◆ **EXERCISE DETAILS**
Check every line of the records below for the string "recv" and copy the ones that have it.

◆ **PROVIDED ENTRIES**
============
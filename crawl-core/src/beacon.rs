//! The 12-byte UDP multicast beacon: `"<flag> <id> <port>"`.
//!
//! Parsed straight into a sum type so an unknown role flag is rejected at
//! decode time rather than carried around as a loose `(flag, id, port)`
//! triple.

use std::fmt;
use std::net::{Ipv4Addr, SocketAddr};
use std::str::FromStr;

use tokio::net::UdpSocket;

use crate::settings::{self, BEACON_SIZE};

/// A 4-character, case-sensitive alphanumeric peer identifier.
///
/// Generated once per node at startup and carried in every beacon it sends.
#[derive(Clone, Copy, Debug, Eq, PartialEq, Ord, PartialOrd, Hash)]
pub struct PeerId([u8; 4]);

impl PeerId {
    const SYMBOLS: &'static [u8] =
        b"ABCDEFGHIJKLMNOPQRSTUVWXYZabcdefghijklmnopqrstuvwxyz0123456789";

    /// Generate a random 4-character alphanumeric id.
    pub fn random() -> Self {
        let mut bytes = [0u8; 4];
        for b in &mut bytes {
            *b = Self::SYMBOLS[fastrand::usize(..Self::SYMBOLS.len())];
        }
        Self(bytes)
    }

    pub fn as_str(&self) -> &str {
        // SAFETY: `SYMBOLS` is pure ASCII, so any combination is valid UTF-8.
        std::str::from_utf8(&self.0).expect("PeerId is always ASCII")
    }
}

impl fmt::Display for PeerId {
    fn fmt(&self, f: &mut fmt::Formatter<'_>) -> fmt::Result {
        f.write_str(self.as_str())
    }
}

#[derive(Debug, thiserror::Error)]
pub enum ParseIdError {
    #[error("peer id must be exactly 4 alphanumeric characters, got {0:?}")]
    WrongShape(String),
}

impl FromStr for PeerId {
    type Err = ParseIdError;

    fn from_str(s: &str) -> Result<Self, Self::Err> {
        let bytes = s.as_bytes();
        if bytes.len() != 4 || !bytes.iter().all(|b| b.is_ascii_alphanumeric()) {
            return Err(ParseIdError::WrongShape(s.to_string()));
        }
        let mut id = [0u8; 4];
        id.copy_from_slice(bytes);
        Ok(Self(id))
    }
}

/// Which role's beacon this is. `Worker`s beacon on 224.1.1.1:4040 for
/// Clients to discover; `Storage`s beacon on 225.1.1.1:4041 for Workers
/// (and other Storages) to discover.
#[derive(Clone, Copy, Debug, Eq, PartialEq)]
pub enum Role {
    Worker,
    Storage,
}

impl Role {
    fn flag(self) -> u8 {
        match self {
            Role::Worker => b'w',
            Role::Storage => b's',
        }
    }

    fn from_flag(flag: u8) -> Option<Self> {
        match flag {
            b'w' => Some(Role::Worker),
            b's' => Some(Role::Storage),
            _ => None,
        }
    }

    pub fn multicast_addr(self) -> SocketAddr {
        match self {
            Role::Worker => SocketAddr::from((settings::WORKER_MCAST_GROUP, settings::WORKER_MCAST_PORT)),
            Role::Storage => SocketAddr::from((settings::STORAGE_MCAST_GROUP, settings::STORAGE_MCAST_PORT)),
        }
    }

    pub fn multicast_group(self) -> Ipv4Addr {
        match self {
            Role::Worker => settings::WORKER_MCAST_GROUP,
            Role::Storage => settings::STORAGE_MCAST_GROUP,
        }
    }
}

#[derive(Clone, Copy, Debug, Eq, PartialEq)]
pub struct Beacon {
    pub role: Role,
    pub id: PeerId,
    pub port: u16,
}

#[derive(Debug, thiserror::Error)]
pub enum DecodeError {
    #[error("beacon must be exactly {BEACON_SIZE} bytes, got {0}")]
    WrongSize(usize),
    #[error("beacon is not valid utf8")]
    NotUtf8,
    #[error("beacon has wrong shape (expected \"<flag> <id> <port>\")")]
    WrongShape,
    #[error("unknown role flag {0:?}")]
    UnknownFlag(char),
    #[error(transparent)]
    Id(#[from] ParseIdError),
    #[error("invalid port")]
    Port,
}

impl Beacon {
    /// Encode to the exact 12-byte wire form `"<f> <id> <p>"`. The port is
    /// space-padded on the left so the total width is always fixed.
    pub fn encode(&self) -> [u8; BEACON_SIZE] {
        let mut buf = [b' '; BEACON_SIZE];
        buf[0] = self.role.flag();
        buf[1] = b' ';
        buf[2..6].copy_from_slice(self.id.as_str().as_bytes());
        buf[6] = b' ';
        let port = format!("{:>5}", self.port);
        buf[7..12].copy_from_slice(port.as_bytes());
        buf
    }

    pub fn decode(bytes: &[u8]) -> Result<Self, DecodeError> {
        if bytes.len() != BEACON_SIZE {
            return Err(DecodeError::WrongSize(bytes.len()));
        }
        let text = std::str::from_utf8(bytes).map_err(|_| DecodeError::NotUtf8)?;
        let mut parts = text.split_whitespace();
        let flag = parts.next().ok_or(DecodeError::WrongShape)?;
        let id = parts.next().ok_or(DecodeError::WrongShape)?;
        let port = parts.next().ok_or(DecodeError::WrongShape)?;
        if parts.next().is_some() {
            return Err(DecodeError::WrongShape);
        }

        let flag_char = flag.chars().next().ok_or(DecodeError::WrongShape)?;
        let role = Role::from_flag(flag_char as u8).ok_or(DecodeError::UnknownFlag(flag_char))?;
        let id = id.parse::<PeerId>()?;
        let port: u16 = port.parse().map_err(|_| DecodeError::Port)?;

        Ok(Self { role, id, port })
    }
}

/// Periodically emits this node's beacon to its role's multicast group.
pub struct Sender {
    socket: UdpSocket,
    addr: SocketAddr,
    beacon: Beacon,
}

impl Sender {
    pub async fn bind(role: Role, id: PeerId, service_port: u16) -> std::io::Result<Self> {
        let socket = UdpSocket::bind((Ipv4Addr::UNSPECIFIED, 0)).await?;
        socket.set_multicast_ttl_v4(settings::BEACON_TTL)?;
        Ok(Self {
            socket,
            addr: role.multicast_addr(),
            beacon: Beacon {
                role,
                id,
                port: service_port,
            },
        })
    }

    /// Run forever, emitting a beacon every [`settings::BEACON_INTERVAL`].
    /// Intended to be spawned as its own task.
    pub async fn run(self) -> std::io::Result<()> {
        let mut tick = tokio::time::interval(settings::BEACON_INTERVAL);
        let payload = self.beacon.encode();
        loop {
            tick.tick().await;
            self.socket.send_to(&payload, self.addr).await?;
        }
    }
}

#[cfg(test)]
mod tests {
    use super::*;

    #[test]
    fn round_trip() {
        let beacon = Beacon {
            role: Role::Worker,
            id: "abcd".parse().unwrap(),
            port: 5555,
        };
        let encoded = beacon.encode();
        assert_eq!(encoded.len(), BEACON_SIZE);
        let decoded = Beacon::decode(&encoded).unwrap();
        assert_eq!(decoded, beacon);
    }

    #[test]
    fn decodes_literal_example() {
        // Two spaces before the port: the encoder right-aligns it in a
        // fixed 5-wide field, so "5555" is padded out to " 5555" to keep
        // the datagram exactly BEACON_SIZE bytes.
        let decoded = Beacon::decode(b"w abcd  5555").unwrap();
        assert_eq!(decoded.role, Role::Worker);
        assert_eq!(decoded.id.as_str(), "abcd");
        assert_eq!(decoded.port, 5555);
    }

    #[test]
    fn rejects_wrong_size() {
        assert!(matches!(
            Beacon::decode(b"w abcd 55"),
            Err(DecodeError::WrongSize(_))
        ));
    }

    #[test]
    fn rejects_unknown_flag() {
        assert!(matches!(
            Beacon::decode(b"x abcd 5555"),
            Err(DecodeError::UnknownFlag('x'))
        ));
    }

    #[quickcheck_macros::quickcheck]
    fn encoded_size_is_always_fixed(id_seed: u8, port: u16, worker: bool) -> bool {
        let role = if worker { Role::Worker } else { Role::Storage };
        let mut raw = [0u8; 4];
        for (i, b) in raw.iter_mut().enumerate() {
            *b = PeerId::SYMBOLS[(id_seed as usize + i) % PeerId::SYMBOLS.len()];
        }
        let id = PeerId(raw);
        let beacon = Beacon { role, id, port };
        beacon.encode().len() == BEACON_SIZE
    }
}
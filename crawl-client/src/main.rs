mod args;
mod cfg;
mod feeder;
mod worker_fanout;

use crawl_core::beacon::Role;
use crawl_core::cache::FsCache;
use crawl_core::discovery::{self, PeerEvent};
use crawl_core::html;
use crawl_core::settings;
use crawl_core::wire::{ClientReply, ClientRequest};
use structopt::StructOpt as _;
use tokio::sync::mpsc;
use tracing::{info, warn};

use cfg::Cfg;
use feeder::UrlFeeder;
use worker_fanout::WorkerFanout;

#[tokio::main]
async fn main() -> anyhow::Result<()> {
    crawl_core::logging::init();

    let args = args::Args::from_args();
    let cfg = Cfg::from_args(&args).await?;
    let Cfg { id, ip, n, depth: max_depth, seed_urls } = cfg;

    info!(%id, %ip, file = ?args.file, n, max_depth, "starting client");

    let mut feeder = UrlFeeder::from_lines(seed_urls.into_iter(), n);
    let cache = FsCache::open("result").await?;

    let (peer_tx, mut peer_rx) = mpsc::channel(settings::CHANNEL_CAPACITY);
    let discovery_task = tokio::spawn(discovery::run(Role::Worker, ip, peer_tx));

    let (reply_tx, mut reply_rx) = mpsc::channel::<ClientReply>(settings::CHANNEL_CAPACITY);
    let mut fanout = WorkerFanout::default();

    let mut dispatch = tokio::time::interval(std::time::Duration::from_millis(200));
    let mut shutdown = Box::pin(tokio::signal::ctrl_c());

    loop {
        if feeder.is_empty() {
            info!("crawl complete");
            break;
        }

        tokio::select! {
            Some(event) = peer_rx.recv() => {
                match event {
                    PeerEvent::Add(peer) | PeerEvent::Update(peer) => {
                        info!(id = %peer.id, addr = %peer.addr, "worker available");
                        fanout.connect(peer.id, peer.addr, reply_tx.clone());
                    }
                    PeerEvent::Delete(peer_id) => {
                        info!(%peer_id, "worker gone");
                        fanout.disconnect(&peer_id);
                    }
                }
            }
            Some(reply) = reply_rx.recv() => {
                match reply {
                    ClientReply::Ok { url, hit: _, content } => {
                        let depth = feeder.done(&url).unwrap_or(0);
                        info!(%url, depth, "received page");

                        if depth + 1 < max_depth {
                            for link in html::links(&content) {
                                let same_host = html::same_domain(&url, &link);
                                let already_cached = cache.get(&link).await?.is_some();
                                if same_host && !already_cached {
                                    feeder.append(link, depth + 1);
                                }
                            }
                        }

                        cache.set(&url, &content).await?;
                    }
                    ClientReply::Err { error } => warn!(%error, "worker reported an error"),
                }
            }
            _ = dispatch.tick() => {
                if !fanout.is_empty() {
                    if let Some((url, _depth)) = feeder.feed() {
                        fanout.send(ClientRequest { id: id.to_string(), url }).await;
                    }
                }
            }
            _ = &mut shutdown => {
                info!("received interrupt, shutting down");
                break;
            }
        }
    }

    discovery_task.abort();
    Ok(())
}
//! Validated startup configuration for the Client, built from [`Args`] by
//! a fallible constructor so the seed file is read once, up front, rather
//! than deep inside `main`.

use std::path::PathBuf;

use crawl_core::beacon::PeerId;

use crate::args::Args;

#[derive(Debug, thiserror::Error)]
pub enum Error {
    #[error("failed to read seed file {0:?}")]
    SeedFile(PathBuf, #[source] std::io::Error),
}

pub struct Cfg {
    pub id: PeerId,
    pub ip: std::net::Ipv4Addr,
    pub n: i64,
    pub depth: u32,
    pub seed_urls: Vec<String>,
}

impl Cfg {
    pub async fn from_args(args: &Args) -> Result<Self, Error> {
        let id = PeerId::random();
        let contents = tokio::fs::read_to_string(&args.file)
            .await
            .map_err(|err| Error::SeedFile(args.file.clone(), err))?;

        Ok(Self {
            id,
            ip: args.ip,
            n: args.n,
            depth: args.depth,
            seed_urls: contents.lines().map(str::to_string).collect(),
        })
    }
}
============
◆ **WRITTEN SOLUTION**
            Some(event) = peer_rx.recv() => {
            Some(reply) = reply_rx.recv() => {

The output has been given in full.